For the past eight years, Samuel Sia, associate professor of biomedical engineering at Columbia University, has been working in Rwanda, where the scourge of sexually transmitted diseases is being passed from pregnant women to unborn children.
"The World Health Organization has identified HIV and syphilis as two of the top-level diseases needed for portable blood tests for pregnant women," Sia said . ".
"We know that early diagnosis and treatment of pregnant women can significantly reduce the adverse effects on mothers and infants.
By increasing the detection of syphilis infection, we can reduce the number of deaths by ten times.
"To achieve this, Sia and his team have developed a miniature version of a standard diagnostic device that works with smartphones.
It plugs into the headphone jack of an iOS or Android phone, just the energy provided by the phone's battery.
As a result, it opens its diagnosis from hospitals, bringing tests to remote areas with limited access to health care and a shortage of funds.
Popular live news: the Tony Award deadly crane collapse trophy hunting documentary "Women's World Cup" dongle has copied a blood test called ELISA covering a variety of applications, including markers for identifying infectious and chronic diseases, hormonal imbalances, and vitamin deficiency.

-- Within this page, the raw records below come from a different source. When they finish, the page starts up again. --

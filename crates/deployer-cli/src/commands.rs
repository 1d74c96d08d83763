use std::fs;
use std::path::{Path, PathBuf};
use std::sync::Arc;
use std::time::Duration;

use anyhow::{Context, Result, bail};
use clap::Args;
use deployer_core::address::{Address, Cell, ContractInit, parse_coins};
use deployer_core::config::ProjectConfig;
use deployer_core::error::{DeployError, SendError, VerifyError};
use deployer_core::prompt::TerminalPrompter;
use deployer_core::send::SendOutcome;
use deployer_core::{NetworkProvider, NetworkProviderBuilder, ProviderFlags};
use tracing::debug;

/// Network and explorer selection, shared by every command.
#[derive(Args, Debug, Clone, Default)]
pub struct NetworkArgs {
    /// Use mainnet
    #[arg(long, global = true)]
    mainnet: bool,
    /// Use testnet
    #[arg(long, global = true)]
    testnet: bool,
    /// Use a custom network reachable at ENDPOINT
    #[arg(long, value_name = "ENDPOINT", global = true)]
    custom: Option<String>,
    /// Treat the custom network as mainnet or testnet for addresses and links
    #[arg(long = "custom-type", value_name = "TYPE", global = true)]
    custom_type: Option<String>,
    /// API dialect of the custom endpoint: v2, v4 or indexer
    #[arg(long = "custom-version", value_name = "VERSION", global = true)]
    custom_version: Option<String>,
    /// API key for the custom endpoint (not accepted by v4)
    #[arg(long = "custom-key", value_name = "KEY", global = true)]
    custom_key: Option<String>,

    /// Build links for tonscan
    #[arg(long, global = true)]
    tonscan: bool,
    /// Build links for tonviewer
    #[arg(long, global = true)]
    tonviewer: bool,
    /// Build links for ton.cx
    #[arg(long, global = true)]
    toncx: bool,
    /// Build links for dton
    #[arg(long, global = true)]
    dton: bool,
}

/// Signing mechanism selection.
#[derive(Args, Debug, Clone, Default)]
pub struct SignerArgs {
    /// Sign in a remote wallet through the wallet bridge
    #[arg(long)]
    tonconnect: bool,
    /// Sign by scanning a transfer link
    #[arg(long)]
    deeplink: bool,
    /// Sign locally with WALLET_MNEMONIC and WALLET_VERSION
    #[arg(long)]
    mnemonic: bool,
}

#[derive(Args, Debug)]
pub struct DeployArgs {
    /// Compiled contract code
    #[arg(long)]
    code: PathBuf,
    /// Initial contract data
    #[arg(long)]
    data: PathBuf,
    /// Optional message body sent with the deployment
    #[arg(long)]
    body: Option<PathBuf>,
    /// Amount attached to the deployment, in coins
    #[arg(long, default_value = "0.05")]
    value: String,

    #[command(flatten)]
    signer: SignerArgs,
}

#[derive(Args, Debug)]
pub struct VerifyArgs {
    /// Address to watch
    #[arg(long)]
    address: Address,
    /// Maximum number of state polls
    #[arg(long)]
    attempts: Option<u32>,
    /// Delay between state polls, in milliseconds
    #[arg(long = "interval-ms")]
    interval_ms: Option<u64>,
}

#[derive(Args, Debug)]
pub struct LinksArgs {
    #[arg(long)]
    address: Address,
    /// Transaction hash
    #[arg(long)]
    tx: Option<String>,
}

fn flags(network: &NetworkArgs, signer: &SignerArgs) -> ProviderFlags {
    ProviderFlags {
        mainnet: network.mainnet,
        testnet: network.testnet,
        custom: network.custom.clone(),
        custom_type: network.custom_type.clone(),
        custom_version: network.custom_version.clone(),
        custom_key: network.custom_key.clone(),
        tonconnect: signer.tonconnect,
        deeplink: signer.deeplink,
        mnemonic: signer.mnemonic,
        tonscan: network.tonscan,
        tonviewer: network.tonviewer,
        toncx: network.toncx,
        dton: network.dton,
    }
}

async fn provider(
    network: &NetworkArgs,
    signer: &SignerArgs,
    config: ProjectConfig,
    require_signer: bool,
) -> Result<NetworkProvider> {
    let provider = NetworkProviderBuilder::new(flags(network, signer), config)
        .prompter(Arc::new(TerminalPrompter::terminal()))
        .require_signer(require_signer)
        .build()
        .await
        .map_err(with_guidance)?;
    Ok(provider)
}

fn read_cell(path: &Path) -> Result<Cell> {
    let bytes = fs::read(path).with_context(|| format!("failed to read {}", path.display()))?;
    Ok(Cell::new(bytes))
}

/// Adds mechanism-specific advice to errors the user can act on.
fn with_guidance(error: DeployError) -> anyhow::Error {
    let hint = match &error {
        DeployError::Send(SendError::Rejected(_)) => {
            Some("the wallet declined the request; run the command again to retry")
        }
        DeployError::Send(SendError::PayloadTooLarge { .. }) => {
            Some("the transfer is too large for a QR code; use --tonconnect or --mnemonic")
        }
        DeployError::Send(SendError::LinkExpired) => {
            Some("the wallet did not answer in time; run the command again to get a new link")
        }
        DeployError::Verify(VerifyError::Exhausted { .. }) => {
            Some("the outcome is unknown; check the address in an explorer")
        }
        _ => None,
    };
    match hint {
        Some(hint) => anyhow::Error::new(error).context(hint),
        None => error.into(),
    }
}

pub async fn deploy(network: &NetworkArgs, config: ProjectConfig, args: &DeployArgs) -> Result<()> {
    let init = ContractInit::new(read_cell(&args.code)?, read_cell(&args.data)?);
    let body = args.body.as_deref().map(read_cell).transpose()?;
    let value = parse_coins(&args.value)?;

    let provider = provider(network, &args.signer, config, true).await?;
    let address = init.address(deployer_core::provider::DEPLOY_WORKCHAIN);
    println!(
        "contract address: {}",
        provider.network().format_address(&address, true)
    );

    let deployment = provider
        .deploy(init, value, body)
        .await
        .map_err(with_guidance)?;

    if let SendOutcome::Signed(sent) = &deployment.outcome {
        println!("sent external message {} (seqno {})", sent.hash, sent.seqno);
    }
    println!("{}", deployment.verification);
    Ok(())
}

pub async fn verify(network: &NetworkArgs, config: ProjectConfig, args: &VerifyArgs) -> Result<()> {
    let provider = provider(network, &SignerArgs::default(), config, false).await?;
    let result = provider
        .wait_for_deploy(
            &args.address,
            args.attempts,
            args.interval_ms.map(Duration::from_millis),
        )
        .await
        .map_err(|e| with_guidance(e.into()))?;

    println!("{result}");
    if result.terminal && !result.success {
        bail!("deployment at {} failed on-chain", args.address);
    }
    Ok(())
}

pub async fn links(network: &NetworkArgs, config: ProjectConfig, args: &LinksArgs) -> Result<()> {
    let provider = provider(network, &SignerArgs::default(), config, false).await?;
    debug!(network = %provider.network(), explorer = %provider.explorer(), "building links");

    let Some(address_link) = provider.address_link(&args.address) else {
        bail!(
            "{} has no explorer links; pass --custom-type to borrow mainnet or testnet links",
            provider.network()
        );
    };
    println!("{address_link}");
    if let Some(link) = args.tx.as_deref().and_then(|tx| provider.transaction_link(tx)) {
        println!("{link}");
    }
    Ok(())
}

Using it is similar to the way people with diabetes test their blood sugar: needles, a drop of blood and near-instant feedback. (
The video below shows the whole process. )
After prompting the user through the instructions on the touch screen of the mobile phone, the Colombian device can return the results within 15 minutes.
In a pilot study in Rwanda, health care workers successfully tested 96 HIV and syphilis patients using the device after 30 minutes of training.
Much cheaper than traditional equipment.
Sia estimates that the manufacturing cost of the device is approximately $34 compared to the $18,450 price tag for the ELISA machine.
This is good for both developing countries and the first world.
"We are interested in both global health apps and domestic consumer health apps," Sia told CBS News . ".
"By conducting routine tests from hospitals, pharmacies and people's homes, there is great potential to reduce medical costs.